The build is currently failing on Windows:
undefined symbol: HAVE_DECL_MAP_HUGE_MASK at src/include/pg_config.h
line 143 at src/tools/msvc/Mkvcbuild.pm line 851.
I think that's telling us that you need to add this stuff into
src/tools/msvc/Solution.pm, so that we can say it doesn't have it. I
don't have Windows but whenever you post a new version we'll see if
Windows likes it here:
http://cfbot.cputube.org/odin-ugedal.html
When using huge_pages=on, huge_page_size=1GB, but default
shared_buffers, I noticed that the error message reports the wrong
(unrounded) size in this message:
2020-06-18 02:06:30.407 UTC [73552] HINT: This error usually means
that PostgreSQL's request for a shared memory segment exceeded
available memory, swap space, or huge pages. To reduce the request
size (currently 149069824 bytes), reduce PostgreSQL's shared memory
usage, perhaps by reducing shared_buffers or max_connections.

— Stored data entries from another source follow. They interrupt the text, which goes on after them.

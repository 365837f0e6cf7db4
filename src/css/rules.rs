// This Source Code Form is subject to the terms of the Mozilla Public
// License, v. 2.0. If a copy of the MPL was not distributed with this
// file, You can obtain one at http://mozilla.org/MPL/2.0/.

use super::stream::Stream;

/// A stylesheet rule.
///
/// Both parts are slices of the source text and are not trimmed,
/// so writing all rules one after another reproduces the stylesheet.
#[derive(Clone, Copy, PartialEq, Debug)]
pub struct Rule<'a> {
    /// Selector text, including leading whitespaces and comments.
    pub prelude: &'a str,
    /// Declaration block, including braces.
    ///
    /// For a statement at-rule, like `@import`, contains only the closing `;`.
    /// For a stray closing brace, contains only `}`.
    pub block: &'a str,
}

impl Rule<'_> {
    /// Checks that the rule ends with an unmatched `}`.
    #[inline]
    pub fn is_stray_brace(&self) -> bool {
        self.block == "}"
    }
}

/// An iterator over stylesheet rules.
#[derive(Clone, Debug)]
pub struct Rules<'a> {
    stream: Stream<'a>,
    tail: &'a str,
}

impl<'a> From<&'a str> for Rules<'a> {
    fn from(text: &'a str) -> Self {
        Rules {
            stream: Stream::from(text),
            tail: "",
        }
    }
}

impl<'a> Rules<'a> {
    /// Returns the text after the last rule.
    ///
    /// Usually whitespaces and comments. Valid only after the iterator was exhausted.
    #[inline]
    pub fn tail(&self) -> &'a str {
        self.tail
    }
}

impl<'a> Iterator for Rules<'a> {
    type Item = Rule<'a>;

    fn next(&mut self) -> Option<Self::Item> {
        let s = &mut self.stream;
        if s.at_end() {
            return None;
        }

        let start = s.pos();
        while !s.at_end() {
            match s.curr_byte_unchecked() {
                b'/' if s.starts_with(b"/*") => s.skip_comment(),
                b'"' | b'\'' => s.skip_string(),
                b'\\' => s.skip_escape(),
                b'{' => {
                    let prelude = s.slice_back(start);
                    let block_start = s.pos();
                    skip_block(s);
                    return Some(Rule {
                        prelude,
                        block: s.slice_back(block_start),
                    });
                }
                b';' | b'}' => {
                    let prelude = s.slice_back(start);
                    let block_start = s.pos();
                    s.advance(1);
                    return Some(Rule {
                        prelude,
                        block: s.slice_back(block_start),
                    });
                }
                _ => s.advance(1),
            }
        }

        self.tail = s.slice_back(start);
        None
    }
}

/// Skips a `{}` block with all nested blocks.
///
/// An unclosed block runs to the end of the stream.
fn skip_block(s: &mut Stream) {
    debug_assert!(s.is_curr_byte_eq(b'{'));

    let mut depth = 0u32;
    while !s.at_end() {
        match s.curr_byte_unchecked() {
            b'/' if s.starts_with(b"/*") => s.skip_comment(),
            b'"' | b'\'' => s.skip_string(),
            b'\\' => s.skip_escape(),
            b'{' => {
                depth += 1;
                s.advance(1);
            }
            b'}' => {
                depth -= 1;
                s.advance(1);
                if depth == 0 {
                    return;
                }
            }
            _ => s.advance(1),
        }
    }
}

The request size was actually:
mmap(NULL, 1073741824, PROT_READ|PROT_WRITE,
MAP_SHARED|MAP_ANONYMOUS|MAP_HUGETLB|30<<MAP_HUGE_SHIFT, -1, 0) = -1
ENOMEM (Cannot allocate memory)
1GB pages are so big that it becomes a little tricky to set shared
buffers large enough without wasting RAM. What I mean is, if I want
to use shared_buffers=16GB, I need to have at least 17 huge pages
available, but the 17th page is nearly entirely wasted! Imagine that
on POWER 16GB pages. That makes me wonder if we should actually
redefine these GUCs differently so that you state the total, or at
least use the rounded memory for buffers... I think we could consider
that to be a separate problem with a separate patch though.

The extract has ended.